Signals are transmitted to chromatin to facilitate rapid, robust, and selective gene expression within the three billion base-pair genome in response to environmental cues, such as pathogen sensing. The goal of our ongoing research is to reveal mechanisms allowing for this scope and selectivity, and to understand them in the context of dynamic and fluid chromatin and all of its constituents.
We have found that kinases downstream of environmental signaling pathways activate both transcription factors and histones in chromatin to synergistically drive rapid, high-level transcription of stimulation induced genes. These “signaling to chromatin” pathways are notable in their broad utilization in diverse rapid cellular responses, and also by their constitutive activation (potential requirement?) in many cancers and inflammatory disease. A central hypothesis is that there exists a class of dedicated epigenetic mechanisms, histone modifications, and regulatory factors specific for selective stimulation-induced transcription to drive de novo, high-level gene expression even while 1000s of other genes are constitutively expressed. These mechanisms critically enable rapid, tailored cellular responses but may be dysregulated in disease.
Anja Armache et al.2020
Histone H3.3 phosphorylation amplifies stimulation-induced transcription
Nat. doi: https://doi.org/10.1038/s41586-020-2533-0 [pubmed]
Josefowicz SZ, Shimada M, Armache A, Li CH, Miller RM, Lin S, Yang A, Dill BD, Molina H, Park H-S et al. 2016.
Chromatin Kinases Act on Transcription Factors and Histone Tails in Regulation of Inducible Transcription.

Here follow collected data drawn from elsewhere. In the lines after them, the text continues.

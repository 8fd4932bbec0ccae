//! Captionchain - fetch the transcript of a single YouTube video
//!
//! The library tries a fixed chain of extraction strategies (the caption API, yt-dlp
//! through a proxy, and a headless browser) and keeps the first non-empty result.

pub mod cli;
pub mod config;
pub mod context;
pub mod executor;
pub mod input;
pub mod sink;
pub mod strategies;
pub mod utils;

pub use cli::{Cli, Commands};
pub use config::Config;
pub use context::{Clock, RunContext, SystemClock};
pub use executor::{FallbackExecutor, TranscriptPipeline};
pub use input::ActorInput;
pub use sink::{FileKeyValueStore, KeyValueStore, ResultSink, StorageSink};
pub use strategies::{ContentFormat, Strategy, StrategyOutcome, TranscriptArtifact, VideoId};

/// Result type used throughout the library
pub type Result<T> = anyhow::Result<T>;

/// Error types for transcript extraction
#[derive(thiserror::Error, Debug, Clone, PartialEq)]
pub enum ExtractionError {
    #[error("Caption API unavailable: {0}")]
    ApiUnavailable(String),

    #[error("Extraction tool failed: {0}")]
    ToolInvocation(String),

    #[error("Element '{selector}' not found within {timeout_secs}s")]
    ElementNotFound { selector: String, timeout_secs: u64 },

    #[error("Browser automation failed: {0}")]
    BrowserAutomation(String),

    #[error("No video identifier found in input")]
    NoIdentifierFound,

    #[error("All {0} strategies failed to produce a transcript")]
    AllStrategiesExhausted(usize),
}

Mol Cell. 64(2):347-361. [pubmed]
Despite widely held assumptions and abundant descriptive data, we lack an understanding of the function of histone modifications in complex organisms, i.e. deuterostomes, vertebrates. This is due to the experimental intractability of histone genetic complexity. A motivating challenge for the lab has been to address this fundamental gap in the field of epigenetics, which is central to understanding how large genomes in complex organisms are regulated to direct cellular differentiation and rapid environmental responses across physiologic systems and their dysregulation in disease. We are building a platform for functional histone studies in mammalian systems. With these approaches, we set out to address fundamental questions: What are the roles of histones and their modification in mammalian cell differentiation in vivo? Do individual histone residues and their modification have cell type specific effects, instruct cell fate, or direct malignancy? Are some essential for all cell types?
A long term goal is to apply mechanistic knowledge of epigenetic regulation and functional histone genetic tools to understand epigenetic processes in immune cell development and function including immunologic memory, trained immunity, immune cell exhaustion, and more.